** Problem to solve **
Word for word, restate the lines from the start of the data down to the line with "a flagless card", both included.

** Data to use **
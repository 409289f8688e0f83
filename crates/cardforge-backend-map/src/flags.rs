//! Flag image download.

use std::time::Duration;

use crate::error::MapError;

const FLAG_CDN: &str = "https://flagcdn.com/w160";
const TIMEOUT: Duration = Duration::from_secs(10);

/// Returns the flag URL for a two-letter ISO code.
pub fn flag_url(iso_a2: &str) -> String {
    format!("{}/{}.png", FLAG_CDN, iso_a2.to_lowercase())
}

/// Downloads a region's flag as PNG bytes.
///
/// Callers decide how to handle failure; decks degrade to a flagless card
/// and report the error as a warning.
pub fn fetch_flag(iso_a2: &str) -> Result<Vec<u8>, MapError> {
    let url = flag_url(iso_a2);
    let client = reqwest::blocking::Client::builder()
        .timeout(TIMEOUT)
        .build()
        .map_err(|e| MapError::FlagFetch(e.to_string()))?;
    let response = client
        .get(&url)
        .send()
        .map_err(|e| MapError::FlagFetch(format!("{}: {}", url, e)))?;
    if !response.status().is_success() {
        return Err(MapError::FlagFetch(format!(
            "{}: HTTP {}",
            url,
            response.status()
        )));
    }
    let bytes = response
        .bytes()
        .map_err(|e| MapError::FlagFetch(format!("{}: {}", url, e)))?;
    Ok(bytes.to_vec())
}
//! Deck assembly and packaging.
//!
//! A [`DeckSource`] supplies metadata, a note model, and the notes
//! themselves (staging any media it generates along the way);
//! [`package_deck`] validates the source, assembles the packaging
//! library's object graph, and writes the `.apkg` file.

use std::path::{Path, PathBuf};

use genanki_rs::{Deck, Field, Model, Package, Template};

use crate::error::{DeckError, ValidationWarning};
use crate::media::MediaStore;
use crate::metadata::DeckMetadata;
use crate::model::{Note, NoteModel};

/// A buildable deck: metadata, schema, and note generation.
pub trait DeckSource {
    /// The deck's metadata.
    fn metadata(&self) -> &DeckMetadata;

    /// The note model all of this deck's notes follow.
    fn model(&self) -> NoteModel;

    /// Generates the deck's notes, staging any media into `media`.
    fn notes(&self, media: &mut MediaStore) -> Result<Vec<Note>, DeckError>;
}

/// Result of a successful deck build.
#[derive(Debug, Clone)]
pub struct BuildSummary {
    /// The deck's stable identifier.
    pub deck_id: i64,
    /// The deck title.
    pub title: String,
    /// Number of notes written.
    pub note_count: usize,
    /// Number of media files written.
    pub media_count: usize,
    /// Path of the written `.apkg` file.
    pub output_path: PathBuf,
    /// Non-fatal metadata warnings.
    pub warnings: Vec<ValidationWarning>,
}

/// Builds a deck from `source` and writes it to `output_path`.
///
/// Media is staged under `media_dir`; the directory must outlive the call
/// but may be deleted afterwards (the package embeds copies).
///
/// # Errors
/// * [`DeckError::InvalidMetadata`] if metadata validation reports errors
/// * [`DeckError::EmptyDeck`] if the source produces no notes
/// * [`DeckError::FieldCountMismatch`] if a note disagrees with the model
/// * [`DeckError::Packaging`] if the packaging library rejects the graph
pub fn package_deck(
    source: &dyn DeckSource,
    media_dir: &Path,
    output_path: &Path,
) -> Result<BuildSummary, DeckError> {
    let metadata = source.metadata();
    let validation = metadata.validate();
    if !validation.is_ok() {
        return Err(DeckError::InvalidMetadata(validation.errors.len()));
    }

    let model = source.model();
    let mut media = MediaStore::new(media_dir)?;
    let notes = source.notes(&mut media)?;
    if notes.is_empty() {
        return Err(DeckError::EmptyDeck(metadata.title.clone()));
    }
    for note in &notes {
        if note.fields.len() != model.fields.len() {
            return Err(DeckError::FieldCountMismatch {
                model: model.name.clone(),
                expected: model.fields.len(),
                got: note.fields.len(),
            });
        }
    }

    let deck_id = crate::id::stable_id("deck", metadata);
    let pkg_model = to_package_model(&model);
    let mut deck = Deck::new(deck_id, &metadata.title, &metadata.format_description());
    for note in &notes {
        let fields: Vec<&str> = note.fields.iter().map(String::as_str).collect();
        let tags: Vec<&str> = note.tags.iter().map(String::as_str).collect();
        let pkg_note = genanki_rs::Note::new_with_options(
            pkg_model.clone(),
            fields,
            None,
            Some(tags),
            Some(&note.guid),
        )
        .map_err(|e| DeckError::Packaging(e.to_string()))?;
        deck.add_note(pkg_note);
    }

    let media_paths: Vec<String> = media
        .files()
        .iter()
        .map(|p| p.to_string_lossy().into_owned())
        .collect();
    let media_refs: Vec<&str> = media_paths.iter().map(String::as_str).collect();
    let mut package =
        Package::new(vec![deck], media_refs).map_err(|e| DeckError::Packaging(e.to_string()))?;
    package
        .write_to_file(&output_path.to_string_lossy())
        .map_err(|e| DeckError::Packaging(e.to_string()))?;

    Ok(BuildSummary {
        deck_id,
        title: metadata.title.clone(),
        note_count: notes.len(),
        media_count: media.len(),
        output_path: output_path.to_path_buf(),
        warnings: validation.warnings,
    })
}

fn to_package_model(model: &NoteModel) -> Model {
    let fields: Vec<Field> = model.fields.iter().map(|f| Field::new(f)).collect();
    let templates: Vec<Template> = model
        .templates
        .iter()
        .map(|t| Template::new(&t.name).qfmt(&t.qfmt).afmt(&t.afmt))
        .collect();
    Model::new(model.id, &model.name, fields, templates).css(&model.css)
}

#[cfg(test)]
mod tests {
    use super::*;
    use crate::id::{note_guid, stable_id};
    use crate::model::CardTemplate;
    use crate::style::DEFAULT_CSS;

    struct StaticDeck {
        metadata: DeckMetadata,
        pairs: Vec<(&'static str, &'static str)>,
    }

    impl StaticDeck {
        fn new(pairs: Vec<(&'static str, &'static str)>) -> Self {
            Self {
                metadata: DeckMetadata::builder("Test Deck")
                    .tag("test")
                    .description("A test deck")
                    .author("tester")
                    .build(),
                pairs,
            }
        }
    }

    impl DeckSource for StaticDeck {
        fn metadata(&self) -> &DeckMetadata {
            &self.metadata
        }

        fn model(&self) -> NoteModel {
            NoteModel::new(
                crate::id::qualified_model_id(&self.metadata, "Simple QA"),
                "Simple QA",
                vec!["Question", "Answer"],
                vec![CardTemplate::new(
                    "Card",
                    "<div class=\"question\">{{Question}}</div>",
                    "{{FrontSide}}<hr id=\"answer\"><div class=\"answer\">{{Answer}}</div>",
                )],
                DEFAULT_CSS,
            )
        }

        fn notes(&self, _media: &mut MediaStore) -> Result<Vec<Note>, DeckError> {
            let model_id = self.model().id;
            Ok(self
                .pairs
                .iter()
                .map(|(q, a)| {
                    Note::new(
                        vec![q.to_string(), a.to_string()],
                        note_guid(model_id, q),
                        vec!["test".to_string()],
                    )
                })
                .collect())
        }
    }

    #[test]
    fn test_package_writes_apkg() {
        let tmp = tempfile::tempdir().unwrap();
        let source = StaticDeck::new(vec![("2+2?", "4"), ("3+3?", "6")]);
        let out = tmp.path().join("test.apkg");
        let summary = package_deck(&source, &tmp.path().join("media"), &out).unwrap();
        assert!(out.exists());
        assert_eq!(summary.note_count, 2);
        assert_eq!(summary.media_count, 0);
        assert_eq!(summary.deck_id, stable_id("deck", source.metadata()));
    }

    #[test]
    fn test_empty_deck_rejected() {
        let tmp = tempfile::tempdir().unwrap();
        let source = StaticDeck::new(vec![]);
        let err = package_deck(
            &source,
            &tmp.path().join("media"),
            &tmp.path().join("test.apkg"),
        )
        .unwrap_err();
        assert!(matches!(err, DeckError::EmptyDeck(title) if title == "Test Deck"));
    }

    #[test]
    fn test_invalid_metadata_rejected() {
        let tmp = tempfile::tempdir().unwrap();
        let mut source = StaticDeck::new(vec![("q", "a")]);
        source.metadata.tags.clear();
        source.metadata.description.clear();
        let err = package_deck(
            &source,
            &tmp.path().join("media"),
            &tmp.path().join("test.apkg"),
        )
        .unwrap_err();
        assert!(matches!(err, DeckError::InvalidMetadata(2)));
    }

    struct MismatchedDeck(StaticDeck);

    impl DeckSource for MismatchedDeck {
        fn metadata(&self) -> &DeckMetadata {
            self.0.metadata()
        }

        fn model(&self) -> NoteModel {
            self.0.model()
        }

        fn notes(&self, _media: &mut MediaStore) -> Result<Vec<Note>, DeckError> {
            Ok(vec![Note::new(
                vec!["only one field".to_string()],
                note_guid(self.0.model().id, "x"),
                vec![],
            )])
        }
    }

    #[test]
    fn test_field_count_mismatch_rejected() {
        let tmp = tempfile::tempdir().unwrap();
        let source = MismatchedDeck(StaticDeck::new(vec![]));
        let err = package_deck(
            &source,
            &tmp.path().join("media"),
            &tmp.path().join("test.apkg"),
        )
        .unwrap_err();
        assert!(matches!(
            err,
            DeckError::FieldCountMismatch {
                expected: 2,
                got: 1,
                ..
            }
        ));
    }
}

** Worked solution **
repository 409289f8688e0f83
filename crates/cardforge-backend-map/src/flags.rs
//! Flag image download.

use std::time::Duration;

use crate::error::MapError;

const FLAG_CDN: &str = "https://flagcdn.com/w160";
const TIMEOUT: Duration = Duration::from_secs(10);

/// Returns the flag URL for a two-letter ISO code.
pub fn flag_url(iso_a2: &str) -> String {
    format!("{}/{}.png", FLAG_CDN, iso_a2.to_lowercase())
}

/// Downloads a region's flag as PNG bytes.
///
/// Callers decide how to handle failure; decks degrade to a flagless card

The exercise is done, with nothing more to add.